Ukraine. Amnesty International humiliée et contrainte de présenter des excuses pour avoir révélé les crimes de guerre de l’armée ukrainienne (V. Volcic)

«Amnesty International regrette profondément l’angoisse et la colère que notre communiqué de presse sur les tactiques de combat de l’armée ukrainienne a provoquées. Amnesty International n’essaie pas de fournir des instructions détaillées à l’armée ukrainienne sur la manière dont elle doit opérer, mais nous exhortons les autorités compétentes à respecter pleinement leurs obligations humanitaires internationales. »

Par ces mots commence le communiqué publié par le bureau londonien d’Amnesty International suite aux réactions au rapport sur les crimes de guerre commis par le régime de Kiev sur les civils ukrainiens, transformés en boucliers humains au lieu de leur garantir la protection nécessaire. Le rapport, publié le 4 août dernier, est intitulé : « Ukraine : les tactiques de combat ukrainiennes mettent en danger les civils »

L’enquête d’Amnesty International a été menée dans 19 villes et villages. Cela démontre, au-delà de tout doute raisonnable, ce que le gouvernement russe a toujours affirmé et que des journalistes indépendants (y compris italiens) documentent depuis des mois. L’armée ukrainienne utilise les écoles, les hôpitaux, les supermarchés comme dépôts de munitions ou postes de combat.

Dans la plupart des cas, ces infrastructures publiques sont préalablement « vidées » de civils. Lorsque les Russes attaquent ces postes militaires, les détruisant, la propagande de Kiev se déclenche, immédiatement amplifiée par les médias atlantistes. “Les Russes ont touché des cibles civiles…” En cachant la vérité, il fait passer l’ennemi pour un “barbare sanguinaire » irrespectueux des règles de la guerre entre nation civiles.

L’armée ukrainienne combat également dans les agglomérations urbaines en plaçant des chars et des batteries d’artillerie sous des bâtiments habités, forçant les civils à rester à l’intérieur de leurs maisons. Dans divers cas, des tireurs d’élite ukrainiens tirent depuis les fenêtres des maisons, qui devient évidemment une cible militaire, forçant la famille à rester à l’intérieur.

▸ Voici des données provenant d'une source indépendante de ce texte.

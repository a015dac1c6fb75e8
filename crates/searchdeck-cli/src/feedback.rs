use serde_json::Value;

use searchdeck_core::answer::{Answer, SourceHit, display_label};
use searchdeck_core::params::QueryParameters;
use searchdeck_core::results::FilteredHits;
use searchdeck_core::share_link::build_share_url;
use searchdeck_view::{AnswerPanel, Citation, DocumentPanel, SourceItem, View, ViewMeta};

use crate::resource_api::MediaKind;

const UNNAMED_SOURCE_TITLE: &str = "(unnamed source)";
const SNIPPET_MAX_CHARS: usize = 120;
const REDACTED_KEY: &str = "<redacted>";

/// Assembles the result view for one successful query: the filtered hit
/// rows, the answer panel when the reply carried one, and any filter
/// warning.
pub fn search_view(
    answer: &Answer,
    filtered: &FilteredHits,
    params: &QueryParameters,
    share_base: &str,
    meta: ViewMeta,
) -> View {
    let items = filtered
        .hits
        .iter()
        .map(|hit| hit_to_item(hit, params, share_base))
        .collect();

    let mut view = View::new(items).with_meta(meta);
    if let Some(panel) = answer_panel(answer) {
        view = view.with_answer(panel);
    }
    if let Some(warning) = filtered.warning {
        view = view.with_warning(warning);
    }
    view
}

/// Assembles the document view: the fetched file summary plus the query
/// state reconstructed from the link, so the shell can re-render the form.
pub fn document_view(
    file_name: &str,
    doc_name: &str,
    kind: MediaKind,
    byte_len: u64,
    saved_to: Option<&str>,
    params: &QueryParameters,
    meta: ViewMeta,
) -> View {
    let mut panel = DocumentPanel::new(file_name, doc_name)
        .with_mime(kind.mime())
        .with_image(kind.renders_as_image())
        .with_byte_len(byte_len);
    if let Some(path) = saved_to {
        panel = panel.with_saved_to(path);
    }

    View::new(Vec::new())
        .with_document(panel)
        .with_parameters(parameters_value(params))
        .with_meta(meta)
}

/// Serializes parameters for display. Key material never enters a rendered
/// payload; only the share link carries it, in encoded form.
pub fn parameters_value(params: &QueryParameters) -> Value {
    let mut value = serde_json::to_value(params).unwrap_or(Value::Null);
    if let Some(key) = value.get_mut("llm_key") {
        if key.as_str().is_some_and(|key| !key.is_empty()) {
            *key = Value::String(REDACTED_KEY.to_string());
        }
    }
    value
}

fn hit_to_item(hit: &SourceHit, params: &QueryParameters, share_base: &str) -> SourceItem {
    let doc_name = hit.doc_name().map(ToOwned::to_owned);
    let file_base = hit.file_path.rsplit('/').next().unwrap_or("");

    let title = doc_name
        .clone()
        .filter(|name| !name.is_empty())
        .unwrap_or_else(|| {
            if file_base.is_empty() {
                UNNAMED_SOURCE_TITLE.to_string()
            } else {
                file_base.to_string()
            }
        });

    let mut item = SourceItem::new(title);

    let snippet = if hit.content.trim().is_empty() {
        hit.message.as_deref().unwrap_or("").to_string()
    } else {
        single_line_snippet(&hit.content, SNIPPET_MAX_CHARS)
    };
    if !snippet.is_empty() {
        item = item.with_snippet(snippet);
    }

    if !hit.file_path.is_empty() {
        item = item.with_open_url(build_share_url(
            share_base,
            params,
            &hit.file_path,
            doc_name.as_deref().unwrap_or(""),
        ));
    }
    if let Some(name) = doc_name.filter(|name| !name.is_empty()) {
        item = item.with_doc_name(name);
    }
    if let Some(page) = hit.page_label() {
        item = item.with_page(page);
    }
    if let Some(score) = hit.score_value() {
        item = item.with_score(score);
    }

    item
}

fn answer_panel(answer: &Answer) -> Option<AnswerPanel> {
    let text = if !answer.answer.trim().is_empty() {
        answer.answer.clone()
    } else if !answer.llm_response.response.trim().is_empty() {
        answer.llm_response.response.clone()
    } else {
        return None;
    };

    let mut panel = AnswerPanel::new(text).with_from_cache(answer.llm_response.from_cache);
    if !answer.doc_name.is_empty() {
        panel = panel.with_doc_name(&answer.doc_name);
    }
    if !answer.db_name.is_empty() {
        panel = panel.with_db_name(&answer.db_name);
    }
    if !answer.chunk_id.is_empty() {
        panel = panel.with_chunk_id(&answer.chunk_id);
    }
    if let Some(page) = display_label(&answer.page_num) {
        panel = panel.with_page(page);
    }
    if let Some(segment) = display_label(&answer.segment_num) {
        panel = panel.with_segment(segment);
    }
    if !answer.llm_model_name.is_empty() {
        panel = panel.with_model_name(&answer.llm_model_name);
    }
    if answer.llm_total_attempts > 0 {
        panel = panel.with_total_attempts(answer.llm_total_attempts);
    }
    for source in &answer.source_metadata {
        let mut citation = Citation::new(&source.chunk_id);
        if !source.doc_name.is_empty() {
            citation = citation.with_doc_name(&source.doc_name);
        }
        if !source.bbox_format.is_empty() {
            citation = citation.with_bbox_format(&source.bbox_format);
        }
        if let Some(bbox) = &source.bbox {
            citation = citation.with_bbox(bbox.clone());
        }
        panel = panel.with_citation(citation);
    }

    Some(panel)
}

fn single_line_snippet(input: &str, max_chars: usize) -> String {
    let compact = input.split_whitespace().collect::<Vec<_>>().join(" ");

    if compact.chars().count() <= max_chars {
        return compact;
    }

    if max_chars <= 3 {
        return "...".chars().take(max_chars).collect();
    }

    let truncated: String = compact.chars().take(max_chars - 3).collect();
    format!("{truncated}...")
}

#[cfg(test)]
mod tests {
    use searchdeck_core::answer::{LlmResponse, SourceMetadata};
    use searchdeck_core::params::FilterEntry;

    use super::*;

    fn fixture_params() -> QueryParameters {
        QueryParameters {
            question: "what is the retention period?".to_string(),
            index_id: "idx-docs".to_string(),
            llm_key: "sk-123".to_string(),
            filter_entries: vec![FilterEntry::new("department", "finance")],
            ..QueryParameters::default()
        }
    }

    fn fixture_hit() -> SourceHit {
        SourceHit {
            file_path: "bucket/2024/policy.pdf".to_string(),
            score: serde_json::json!(0.8124),
            content: "retention period of five years".to_string(),
            meta_data: serde_json::json!({"doc_name": "policy.pdf", "page_no": 12}),
            ..SourceHit::default()
        }
    }

    fn fixture_filtered(hits: Vec<SourceHit>) -> FilteredHits {
        FilteredHits {
            hits,
            warning: None,
        }
    }

    #[test]
    fn maps_hit_fields_onto_the_result_item() {
        let view = search_view(
            &Answer::default(),
            &fixture_filtered(vec![fixture_hit()]),
            &fixture_params(),
            "https://console.example.com",
            ViewMeta::new(),
        );
        let item = view.items.first().expect("expected one item");

        assert_eq!(item.title, "policy.pdf");
        assert_eq!(item.snippet.as_deref(), Some("retention period of five years"));
        assert_eq!(item.doc_name.as_deref(), Some("policy.pdf"));
        assert_eq!(item.page.as_deref(), Some("12"));
        assert_eq!(item.score, Some(0.8124));

        let url = item.open_url.as_deref().expect("item should deep-link");
        assert!(url.starts_with("https://console.example.com/#/document?"));
        assert!(
            url.contains("fileName=policy.pdf"),
            "link should carry the base file name: {url}"
        );
        assert!(url.contains("docName=policy.pdf"), "got {url}");
    }

    #[test]
    fn placeholder_hits_render_without_a_link() {
        let placeholder = SourceHit {
            message: Some("no sparse hits".to_string()),
            ..SourceHit::default()
        };
        let view = search_view(
            &Answer::default(),
            &fixture_filtered(vec![placeholder]),
            &fixture_params(),
            "https://console.example.com",
            ViewMeta::new(),
        );
        let item = view.items.first().expect("expected one item");

        assert_eq!(item.title, UNNAMED_SOURCE_TITLE);
        assert_eq!(item.snippet.as_deref(), Some("no sparse hits"));
        assert!(item.open_url.is_none(), "nothing to open for a placeholder");
        assert!(item.score.is_none());
    }

    #[test]
    fn snippets_are_single_line_and_bounded() {
        let mut hit = fixture_hit();
        hit.content = " line1\nline2\tline3 ".repeat(30);
        let view = search_view(
            &Answer::default(),
            &fixture_filtered(vec![hit]),
            &fixture_params(),
            "",
            ViewMeta::new(),
        );
        let snippet = view.items[0]
            .snippet
            .as_deref()
            .expect("snippet should exist");

        assert!(!snippet.contains('\n'), "snippet should be single-line");
        assert!(!snippet.contains('\t'), "snippet should normalize tabs");
        assert!(
            snippet.chars().count() <= SNIPPET_MAX_CHARS,
            "snippet should not exceed max length"
        );
    }

    #[test]
    fn answer_panel_carries_provenance_and_citations() {
        let answer = Answer {
            answer: "Five years.".to_string(),
            doc_name: "policy.pdf".to_string(),
            chunk_id: "c-17".to_string(),
            page_num: serde_json::json!("12"),
            llm_model_name: "gpt-4".to_string(),
            llm_total_attempts: 1,
            llm_response: LlmResponse {
                response: "Five years.".to_string(),
                from_cache: true,
            },
            source_metadata: vec![SourceMetadata {
                chunk_id: "c-17".to_string(),
                bbox_format: "x1,y1,x2,y2".to_string(),
                bbox: Some(vec![serde_json::json!(1), serde_json::json!(2)]),
                doc_name: "policy.pdf".to_string(),
            }],
            ..Answer::default()
        };

        let view = search_view(
            &answer,
            &fixture_filtered(Vec::new()),
            &fixture_params(),
            "",
            ViewMeta::new(),
        );
        let panel = view.answer.expect("answer panel should be present");

        assert_eq!(panel.text, "Five years.");
        assert_eq!(panel.doc_name.as_deref(), Some("policy.pdf"));
        assert_eq!(panel.page.as_deref(), Some("12"));
        assert_eq!(panel.model_name.as_deref(), Some("gpt-4"));
        assert_eq!(panel.from_cache, Some(true));
        assert_eq!(panel.citations.len(), 1);
        assert_eq!(panel.citations[0].chunk_id, "c-17");
    }

    #[test]
    fn generation_off_replies_have_no_answer_panel() {
        let view = search_view(
            &Answer::default(),
            &fixture_filtered(vec![fixture_hit()]),
            &fixture_params(),
            "",
            ViewMeta::new(),
        );
        assert!(view.answer.is_none(), "blank answers render no panel");
    }

    #[test]
    fn answer_text_falls_back_to_the_llm_response() {
        let answer = Answer {
            llm_response: LlmResponse {
                response: "From the model.".to_string(),
                from_cache: false,
            },
            ..Answer::default()
        };
        let view = search_view(
            &answer,
            &fixture_filtered(Vec::new()),
            &fixture_params(),
            "",
            ViewMeta::new(),
        );

        assert_eq!(
            view.answer.expect("panel should exist").text,
            "From the model."
        );
    }

    #[test]
    fn filter_warnings_surface_in_the_view() {
        let filtered = FilteredHits {
            hits: Vec::new(),
            warning: Some("no index selected"),
        };
        let view = search_view(
            &Answer::default(),
            &filtered,
            &fixture_params(),
            "",
            ViewMeta::new(),
        );

        assert!(view.items.is_empty());
        assert_eq!(view.warning.as_deref(), Some("no index selected"));
    }

    #[test]
    fn document_view_describes_the_fetched_file() {
        let view = document_view(
            "guide.pdf",
            "guide",
            MediaKind::Pdf,
            2048,
            Some("/tmp/guide.pdf"),
            &fixture_params(),
            ViewMeta::new().with_app_version("0.3.1"),
        );
        let panel = view.document.expect("document panel should exist");

        assert_eq!(panel.file_name, "guide.pdf");
        assert_eq!(panel.mime, "application/pdf");
        assert!(!panel.image);
        assert_eq!(panel.byte_len, 2048);
        assert_eq!(panel.saved_to.as_deref(), Some("/tmp/guide.pdf"));
        assert_eq!(
            view.meta.and_then(|meta| meta.app_version),
            Some("0.3.1".to_string())
        );
    }

    #[test]
    fn rendered_parameters_never_expose_key_material() {
        let value = parameters_value(&fixture_params());

        assert_eq!(value["llm_key"], REDACTED_KEY);
        assert_eq!(value["question"], "what is the retention period?");
        assert_eq!(value["filter_entries"][0]["key"], "department");
    }

    #[test]
    fn an_absent_key_is_not_marked_redacted() {
        let params = QueryParameters {
            llm_key: String::new(),
            ..fixture_params()
        };
        assert_eq!(parameters_value(&params)["llm_key"], "");
    }
}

À Marioupol, des centaines de civils ont été contraints de vivre sous terre dans le complexe industriel pendant plus d’un mois afin d’empêcher les Russes de le bombarder avec des bombes explosives ou de gazer les tunnels souterrains. Toujours à Marioupol, des unités de soldats ukrainiens ont tenté de s’échapper en utilisant des civils comme boucliers humains. Leur évasion a réussi car les soldats russes ont reçu l’ordre de ne pas attaquer l’unité en fuite afin de ne pas massacrer les civils.

Un fait est au grand jour, donc évident, même si la propagande de l’Otan fait tout pour le cacher. Depuis le début de la guerre, l’armée russe en Ukraine n’a pas utilisé de bombardements aériens et de missiles massifs sur les villes pour les raser. Au contraire, il fait un usage massif de l’infanterie pour limiter les pertes civiles tout en enregistrant de lourdes pertes de soldats. Cela est évident dans les zones du Dondbass, habitées par des populations russes, mais le Kremlin utilise les mêmes précautions également sur les centres urbains principalement habités par des populations ukrainiennes non russes.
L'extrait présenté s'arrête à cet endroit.